Comment 7 Anthony Basile gentoo-dev 2020-08-21 13:51:23 UTC 
(In reply to Sam James from comment #6)
> (In reply to Anthony Basile from comment #5)
> > @sam It should be ready now.  Would you give a quick test at your end and
> > start the process if it works for you --- I did test at my end, but two eyes
> > are better than one.
> 
> Of course. I'll get on it shortly and let you know.
> 
> BTW:
> [18:30:50]  <@sam_> blueness_: I wonder if we need a 7.72.0-r1 for curl or
> something
> [18:31:01]  <@sam_> to allow us to stabilise without the new curl use magic
> :/
> [18:31:26]  <@sam_> I can do it if you want (kill -r0, -r1 without the magic
> which we stable soon, -r2 with curl use magic)
> [18:31:52]  <@sam_> I only realised when Nattka complained about mbedtls
> [18:31:53]  <@sam_> then it twigged.
> 
> If you're happy with the "new USE magic", we can just go with it provided it
> works fine on my machine.
> 
> For reference, the changes were committed on the 4th August, but I think all
> the issues were to do with LibreSSL which we shook out pretty quick.
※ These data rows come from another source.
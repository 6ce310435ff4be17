mod cfg;
mod program_graph;

pub use self::{cfg::*, program_graph::*};
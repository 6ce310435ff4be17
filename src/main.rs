mod cli;
mod demo;

use anyhow::Result;
use clap::Parser;
use cli::{Analysis, CommandLineArgs};
use ifds_ide::{
    control_flow::CFG,
    data_flow::{
        ifdside::{AnalysisDomain, AnalysisResults, IDESolver, IFDSSolver, ResultTable},
        problems::{LcaDomain, LinearConstants, UninitializedVariables},
    },
    ir::toy::{Program, ToyIR},
};
use log::info;

fn main() -> Result<()> {
    let args = CommandLineArgs::parse();
    args.init_logger()?;

    let (program, entry) = demo::build(args.demo);
    let config = args.solver_config();
    info!("running {:?} on the {:?} demo", args.analysis, args.demo);

    match args.analysis {
        Analysis::Uninit => {
            let problem = UninitializedVariables::new(&program, &[entry])
                .with_actual_parameter_check(args.check_actual_parameters);
            let results = IFDSSolver::new(&problem, program.icfg())
                .with_config(config)
                .solve()?;
            print_exit_results(&program, &results, args.print_esg);
            for (inst, vars) in problem.undefined_uses(&results) {
                let vars: Vec<&str> = vars.into_iter().collect();
                println!("undefined use at {inst:?} `{}`: {}", program.stmt(inst), vars.join(", "));
            }
        }
        Analysis::Lca => {
            let problem = LinearConstants::new(&program, &[entry]);
            let results = IDESolver::<LcaDomain, _, _>::new(&problem, program.icfg())
                .with_config(config)
                .solve()?;
            print_exit_results(&program, &results, args.print_esg);
        }
    }
    Ok(())
}

fn print_exit_results<Domain>(program: &Program, results: &ResultTable<Domain>, print_esg: bool)
where
    Domain: AnalysisDomain<IR = ToyIR>,
    Domain::FlowFact: Ord,
{
    println!("status: {:?}", results.status());
    for &function in program.icfg().functions() {
        for exit in program.icfg().exit_points_of(function) {
            let mut facts: Vec<_> = results.results_at(exit).into_iter().collect();
            facts.sort_by(|(lhs, _), (rhs, _)| lhs.cmp(rhs));
            println!("{} @ {exit:?} `{}`:", program.name_of(function), program.stmt(exit));
            for (fact, value) in facts {
                println!("    {fact:?} = {value:?}");
            }
        }
    }
    if print_esg {
        for edge in results.exploded_edges() {
            println!("{edge:?}");
        }
    }
}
No more
> bugs as far as I see.

Let's go with the new USE magic.
Comment 8 Larry the Git Cow gentoo-dev 2020-08-31 02:55:11 UTC 
The bug has been referenced in the following commit(s):

https://gitweb.gentoo.org/repo/gentoo.git/commit/?id=1c31fa4af24cf680de0b3c5b0764189ae224d000

commit 1c31fa4af24cf680de0b3c5b0764189ae224d000
Author:     Sam James <sam@gentoo.org>
AuthorDate: 2020-08-31 02:54:08 +0000
Commit:     Sam James <sam@gentoo.org>
CommitDate: 2020-08-31 02:54:53 +0000

    profiles/arch/{hppa, sparc}: stable-mask net-misc/curl[mbedtls]
    
    Bug: https://bugs.gentoo.org/737990
    Signed-off-by: Sam James <sam@gentoo.org>

 profiles/arch/hppa/package.use.stable.mask  | 2 +-
 profiles/arch/sparc/package.use.stable.mask | 2 +-
 2 files changed, 2 insertions(+), 2 deletions(-)
Comment 9 Sam James archtester Gentoo Infrastructure gentoo-dev Security 2020-08-31 02:55:54 UTC 
(In reply to Anthony Basile from comment #7)
> (In reply to Sam James from comment #6)
[...]
> Let's go with the new USE magic.

Sorry for delay, wanted to check I was happy as per our IRC chat!
Comment 10 Thomas Deutschmann (RETIRED) gentoo-dev 2020-08-31 17:13:54 UTC 
x86 stable
Comment 11 Sam James archtester Gentoo Infrastructure gentoo-dev Security 2020-08-31 22:13:20 UTC 
amd64 done
Comment 12 Sam James archtester Gentoo Infrastructure gentoo-dev Security 2020-08-31 23:20:33 UTC 
sparc done
Comment 13 Sam James archtester Gentoo Infrastructure gentoo-dev Security 2020-08-31 23:21:59 UTC 
arm done
Comment 14 Sam James archtester Gentoo Infrastructure gentoo-dev Security 2020-08-31 23:23:11 UTC 
arm64 done
Comment 15 Sam James archtester Gentoo Infrastructure gentoo-dev Security 2020-09-04 00:21:25 UTC 
ppc64 stable
Comment 16 Rolf Eike Beer archtester 2020-09-11 18:10:04 UTC 
hppa stable
Comment 17 John Helmert III archtester Gentoo Infrastructure gentoo-dev Security 2020-09-20 16:37:45 UTC 
ppc, s390: ping
Comment 18 Agostino Sarubbo gentoo-dev 2020-10-12 15:20:34 UTC 
s390 stable
Comment 19 Agostino Sarubbo gentoo-dev 2020-10-13 09:52:08 UTC 
ppc stable.

Maintainer(s), please cleanup.
Security, please vote.
Comment 20 Thomas Deutschmann (RETIRED) gentoo-dev 2020-12-22 22:54:47 UTC 
Added to an existing GLSA request.
Comment 21 NATTkA bot gentoo-dev 2020-12-22 22:57:01 UTC 
Unable to check for sanity:

> no match for package: net-misc/curl-7.72.0
Comment 22 GLSAMaker/CVETool Bot gentoo-dev 2020-12-23 20:20:33 UTC 
This issue was resolved and addressed in
 GLSA 202012-14 at https://security.gentoo.org/glsa/202012-14
by GLSA coordinator Thomas Deutschmann (whissi).